AIM OF THE EXERCISE:
Your answer is a copy of every line in the records where "modules" appears.
START EXERCISE DATA
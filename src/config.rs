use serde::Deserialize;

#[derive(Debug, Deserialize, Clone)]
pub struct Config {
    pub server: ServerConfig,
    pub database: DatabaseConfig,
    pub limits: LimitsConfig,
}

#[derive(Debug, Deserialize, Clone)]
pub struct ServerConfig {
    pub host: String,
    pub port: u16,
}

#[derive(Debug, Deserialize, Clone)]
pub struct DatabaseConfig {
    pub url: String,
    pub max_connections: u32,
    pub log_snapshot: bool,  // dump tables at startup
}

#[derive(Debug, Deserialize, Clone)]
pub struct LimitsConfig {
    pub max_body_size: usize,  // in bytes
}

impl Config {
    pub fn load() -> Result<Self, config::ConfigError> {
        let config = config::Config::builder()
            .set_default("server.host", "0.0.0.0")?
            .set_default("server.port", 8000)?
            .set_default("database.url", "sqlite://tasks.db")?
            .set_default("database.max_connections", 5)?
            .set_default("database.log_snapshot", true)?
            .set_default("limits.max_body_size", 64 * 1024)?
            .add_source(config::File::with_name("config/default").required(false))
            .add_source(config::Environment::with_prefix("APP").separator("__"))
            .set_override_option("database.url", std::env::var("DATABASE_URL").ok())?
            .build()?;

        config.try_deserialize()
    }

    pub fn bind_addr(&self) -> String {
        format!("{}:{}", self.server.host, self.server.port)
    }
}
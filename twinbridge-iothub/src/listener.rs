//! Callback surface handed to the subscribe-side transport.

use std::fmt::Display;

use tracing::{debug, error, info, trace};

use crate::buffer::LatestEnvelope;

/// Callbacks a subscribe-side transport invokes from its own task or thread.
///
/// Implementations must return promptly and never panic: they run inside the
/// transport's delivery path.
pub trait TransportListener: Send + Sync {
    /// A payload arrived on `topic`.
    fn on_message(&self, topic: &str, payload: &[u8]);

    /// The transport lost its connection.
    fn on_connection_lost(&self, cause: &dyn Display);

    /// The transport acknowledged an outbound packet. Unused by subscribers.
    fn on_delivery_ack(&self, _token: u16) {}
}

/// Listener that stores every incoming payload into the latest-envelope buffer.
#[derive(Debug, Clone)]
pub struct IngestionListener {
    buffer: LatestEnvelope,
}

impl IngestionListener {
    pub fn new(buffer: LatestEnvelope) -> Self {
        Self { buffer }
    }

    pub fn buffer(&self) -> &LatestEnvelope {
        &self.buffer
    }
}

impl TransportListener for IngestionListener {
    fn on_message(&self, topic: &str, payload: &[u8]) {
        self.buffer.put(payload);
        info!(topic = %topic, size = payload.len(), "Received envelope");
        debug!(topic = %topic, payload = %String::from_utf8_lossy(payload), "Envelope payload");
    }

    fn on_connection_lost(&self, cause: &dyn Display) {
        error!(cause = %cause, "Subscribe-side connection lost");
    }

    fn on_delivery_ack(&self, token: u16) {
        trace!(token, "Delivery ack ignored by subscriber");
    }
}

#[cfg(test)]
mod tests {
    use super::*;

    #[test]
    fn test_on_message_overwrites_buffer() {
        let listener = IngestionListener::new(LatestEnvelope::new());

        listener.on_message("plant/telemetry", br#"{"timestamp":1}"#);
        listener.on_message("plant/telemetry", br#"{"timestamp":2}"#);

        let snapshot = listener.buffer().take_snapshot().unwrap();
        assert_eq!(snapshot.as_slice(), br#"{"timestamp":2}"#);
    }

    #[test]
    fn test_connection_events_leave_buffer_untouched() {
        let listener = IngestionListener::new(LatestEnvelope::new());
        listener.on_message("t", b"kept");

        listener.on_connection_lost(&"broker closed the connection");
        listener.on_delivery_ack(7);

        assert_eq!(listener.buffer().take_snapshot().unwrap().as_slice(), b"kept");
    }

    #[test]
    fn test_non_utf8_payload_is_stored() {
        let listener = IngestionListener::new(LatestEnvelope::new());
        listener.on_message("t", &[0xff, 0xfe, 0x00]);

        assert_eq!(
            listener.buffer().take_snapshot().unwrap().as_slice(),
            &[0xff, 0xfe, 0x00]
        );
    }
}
END EXERCISE DATA
START EXERCISE DATA
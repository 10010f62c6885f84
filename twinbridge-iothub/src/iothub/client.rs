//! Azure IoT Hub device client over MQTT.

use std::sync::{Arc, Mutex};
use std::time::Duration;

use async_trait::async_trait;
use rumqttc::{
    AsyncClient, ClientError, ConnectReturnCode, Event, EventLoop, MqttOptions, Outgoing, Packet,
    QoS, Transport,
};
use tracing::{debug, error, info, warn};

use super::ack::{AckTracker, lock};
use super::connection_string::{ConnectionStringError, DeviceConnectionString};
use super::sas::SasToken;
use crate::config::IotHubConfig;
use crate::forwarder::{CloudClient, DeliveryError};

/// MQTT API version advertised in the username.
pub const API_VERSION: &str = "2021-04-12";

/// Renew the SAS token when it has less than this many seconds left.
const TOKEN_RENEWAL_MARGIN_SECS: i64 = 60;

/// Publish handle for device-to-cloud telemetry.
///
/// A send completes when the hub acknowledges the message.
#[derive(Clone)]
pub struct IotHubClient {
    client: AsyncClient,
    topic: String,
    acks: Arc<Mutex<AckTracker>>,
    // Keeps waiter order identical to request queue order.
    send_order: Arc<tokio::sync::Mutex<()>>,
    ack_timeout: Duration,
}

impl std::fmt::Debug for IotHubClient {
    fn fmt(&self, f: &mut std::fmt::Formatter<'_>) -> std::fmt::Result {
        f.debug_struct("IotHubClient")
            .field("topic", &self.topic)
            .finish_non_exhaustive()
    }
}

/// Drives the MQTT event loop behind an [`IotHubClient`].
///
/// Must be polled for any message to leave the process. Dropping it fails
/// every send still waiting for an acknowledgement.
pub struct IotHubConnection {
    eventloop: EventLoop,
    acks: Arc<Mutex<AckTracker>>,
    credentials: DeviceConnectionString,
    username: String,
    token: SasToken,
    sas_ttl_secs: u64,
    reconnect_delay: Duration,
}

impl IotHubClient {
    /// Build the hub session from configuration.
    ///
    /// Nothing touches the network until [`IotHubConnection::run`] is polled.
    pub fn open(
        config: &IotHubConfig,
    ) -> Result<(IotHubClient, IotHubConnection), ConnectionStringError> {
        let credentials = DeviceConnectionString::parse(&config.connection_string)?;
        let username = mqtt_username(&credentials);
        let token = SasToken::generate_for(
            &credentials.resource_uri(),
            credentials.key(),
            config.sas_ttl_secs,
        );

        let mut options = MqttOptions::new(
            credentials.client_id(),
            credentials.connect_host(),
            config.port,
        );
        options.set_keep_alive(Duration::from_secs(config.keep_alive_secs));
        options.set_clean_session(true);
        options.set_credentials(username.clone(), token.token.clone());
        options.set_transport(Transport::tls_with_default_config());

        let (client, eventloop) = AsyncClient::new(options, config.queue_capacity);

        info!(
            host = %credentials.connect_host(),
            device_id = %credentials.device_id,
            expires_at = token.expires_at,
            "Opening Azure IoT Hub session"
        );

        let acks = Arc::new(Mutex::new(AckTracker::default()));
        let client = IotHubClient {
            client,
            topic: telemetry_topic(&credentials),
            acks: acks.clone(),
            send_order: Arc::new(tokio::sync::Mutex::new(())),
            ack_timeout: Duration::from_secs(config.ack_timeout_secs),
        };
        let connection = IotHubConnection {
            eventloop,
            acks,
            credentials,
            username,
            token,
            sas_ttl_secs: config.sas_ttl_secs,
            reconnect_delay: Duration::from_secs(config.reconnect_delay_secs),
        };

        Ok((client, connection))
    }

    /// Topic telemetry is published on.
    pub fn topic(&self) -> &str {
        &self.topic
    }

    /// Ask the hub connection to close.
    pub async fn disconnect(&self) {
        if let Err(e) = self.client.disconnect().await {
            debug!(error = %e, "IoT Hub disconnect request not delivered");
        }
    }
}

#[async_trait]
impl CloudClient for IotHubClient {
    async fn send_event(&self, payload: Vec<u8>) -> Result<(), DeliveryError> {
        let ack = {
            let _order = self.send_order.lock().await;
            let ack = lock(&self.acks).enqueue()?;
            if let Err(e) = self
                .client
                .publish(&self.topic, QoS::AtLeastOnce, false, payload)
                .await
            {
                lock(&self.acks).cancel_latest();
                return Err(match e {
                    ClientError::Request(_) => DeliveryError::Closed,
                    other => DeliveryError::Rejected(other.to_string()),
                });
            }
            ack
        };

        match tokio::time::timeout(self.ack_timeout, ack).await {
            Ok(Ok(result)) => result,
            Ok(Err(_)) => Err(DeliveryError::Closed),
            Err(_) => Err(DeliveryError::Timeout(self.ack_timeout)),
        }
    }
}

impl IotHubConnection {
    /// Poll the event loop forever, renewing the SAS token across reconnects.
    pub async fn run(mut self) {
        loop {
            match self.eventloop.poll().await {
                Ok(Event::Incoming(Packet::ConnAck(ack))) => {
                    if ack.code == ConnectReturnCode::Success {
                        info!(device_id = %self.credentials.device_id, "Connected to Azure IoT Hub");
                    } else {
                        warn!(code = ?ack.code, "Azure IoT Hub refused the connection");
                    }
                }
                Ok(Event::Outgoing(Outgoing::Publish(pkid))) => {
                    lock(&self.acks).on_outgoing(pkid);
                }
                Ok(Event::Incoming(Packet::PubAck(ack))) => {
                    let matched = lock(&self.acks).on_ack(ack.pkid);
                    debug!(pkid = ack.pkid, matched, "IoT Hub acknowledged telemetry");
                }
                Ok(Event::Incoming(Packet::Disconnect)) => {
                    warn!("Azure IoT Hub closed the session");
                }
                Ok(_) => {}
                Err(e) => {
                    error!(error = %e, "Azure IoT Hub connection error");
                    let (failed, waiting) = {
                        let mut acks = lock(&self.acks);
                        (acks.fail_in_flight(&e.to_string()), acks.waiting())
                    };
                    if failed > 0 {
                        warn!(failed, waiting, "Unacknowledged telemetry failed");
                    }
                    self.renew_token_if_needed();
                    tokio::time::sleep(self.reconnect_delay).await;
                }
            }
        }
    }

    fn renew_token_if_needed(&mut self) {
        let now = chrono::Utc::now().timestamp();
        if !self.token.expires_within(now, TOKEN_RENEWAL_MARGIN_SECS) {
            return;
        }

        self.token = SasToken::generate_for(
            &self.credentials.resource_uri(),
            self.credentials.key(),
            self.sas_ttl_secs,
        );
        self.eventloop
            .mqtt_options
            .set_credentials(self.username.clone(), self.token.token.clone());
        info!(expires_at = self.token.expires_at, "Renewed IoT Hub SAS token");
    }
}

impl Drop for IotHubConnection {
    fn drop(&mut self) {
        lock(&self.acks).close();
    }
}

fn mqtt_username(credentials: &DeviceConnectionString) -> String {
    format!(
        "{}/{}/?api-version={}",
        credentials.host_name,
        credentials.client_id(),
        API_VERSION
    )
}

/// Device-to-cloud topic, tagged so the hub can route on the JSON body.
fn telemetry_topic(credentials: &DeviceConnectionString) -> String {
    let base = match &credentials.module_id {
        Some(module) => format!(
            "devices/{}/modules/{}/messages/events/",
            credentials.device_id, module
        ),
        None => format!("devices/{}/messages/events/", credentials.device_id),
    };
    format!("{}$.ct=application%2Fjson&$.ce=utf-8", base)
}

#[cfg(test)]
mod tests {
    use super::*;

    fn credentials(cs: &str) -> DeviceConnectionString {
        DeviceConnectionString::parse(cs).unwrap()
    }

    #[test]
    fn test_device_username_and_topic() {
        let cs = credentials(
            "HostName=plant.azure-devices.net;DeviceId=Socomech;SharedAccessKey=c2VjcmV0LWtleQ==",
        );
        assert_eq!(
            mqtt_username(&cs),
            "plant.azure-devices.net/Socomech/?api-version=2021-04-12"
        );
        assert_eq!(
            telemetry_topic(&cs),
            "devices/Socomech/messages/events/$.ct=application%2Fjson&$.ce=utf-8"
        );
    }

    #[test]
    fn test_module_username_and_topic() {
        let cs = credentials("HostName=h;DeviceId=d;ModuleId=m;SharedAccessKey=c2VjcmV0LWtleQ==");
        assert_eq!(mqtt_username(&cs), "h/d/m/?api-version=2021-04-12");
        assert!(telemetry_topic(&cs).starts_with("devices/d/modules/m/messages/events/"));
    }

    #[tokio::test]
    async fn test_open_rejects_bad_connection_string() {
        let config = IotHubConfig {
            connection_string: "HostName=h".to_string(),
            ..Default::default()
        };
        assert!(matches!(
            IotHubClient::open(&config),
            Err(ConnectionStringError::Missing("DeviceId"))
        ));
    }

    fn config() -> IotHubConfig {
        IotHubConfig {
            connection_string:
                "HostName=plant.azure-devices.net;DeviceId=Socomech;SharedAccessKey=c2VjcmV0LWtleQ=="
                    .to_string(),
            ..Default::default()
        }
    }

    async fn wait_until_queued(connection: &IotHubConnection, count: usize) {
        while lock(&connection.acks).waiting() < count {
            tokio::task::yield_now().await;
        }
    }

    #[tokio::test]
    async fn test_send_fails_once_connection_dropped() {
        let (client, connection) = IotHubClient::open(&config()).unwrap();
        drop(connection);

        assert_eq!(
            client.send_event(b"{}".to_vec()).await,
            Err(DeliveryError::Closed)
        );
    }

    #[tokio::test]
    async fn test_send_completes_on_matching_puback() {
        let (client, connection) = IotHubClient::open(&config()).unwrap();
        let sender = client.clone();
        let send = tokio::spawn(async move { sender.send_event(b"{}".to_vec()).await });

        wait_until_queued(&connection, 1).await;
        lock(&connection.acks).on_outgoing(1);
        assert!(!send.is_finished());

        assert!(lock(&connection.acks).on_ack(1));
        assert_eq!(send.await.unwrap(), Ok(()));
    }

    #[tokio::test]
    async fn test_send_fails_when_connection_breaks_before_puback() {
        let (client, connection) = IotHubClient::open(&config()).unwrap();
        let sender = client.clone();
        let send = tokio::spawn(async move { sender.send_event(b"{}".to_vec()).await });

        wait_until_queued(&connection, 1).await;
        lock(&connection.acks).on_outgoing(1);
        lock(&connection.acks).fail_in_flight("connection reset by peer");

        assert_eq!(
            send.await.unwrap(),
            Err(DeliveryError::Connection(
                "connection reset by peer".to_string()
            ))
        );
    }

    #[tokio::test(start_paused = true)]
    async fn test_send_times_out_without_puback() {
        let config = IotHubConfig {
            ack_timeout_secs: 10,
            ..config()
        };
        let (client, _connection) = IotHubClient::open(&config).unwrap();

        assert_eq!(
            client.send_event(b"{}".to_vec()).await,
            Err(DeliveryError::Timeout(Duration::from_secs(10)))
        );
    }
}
END EXERCISE DATA
WRITTEN ANSWER:
            "devices/{}/modules/{}/messages/events/",
        assert!(telemetry_topic(&cs).starts_with("devices/d/modules/m/messages/events/"));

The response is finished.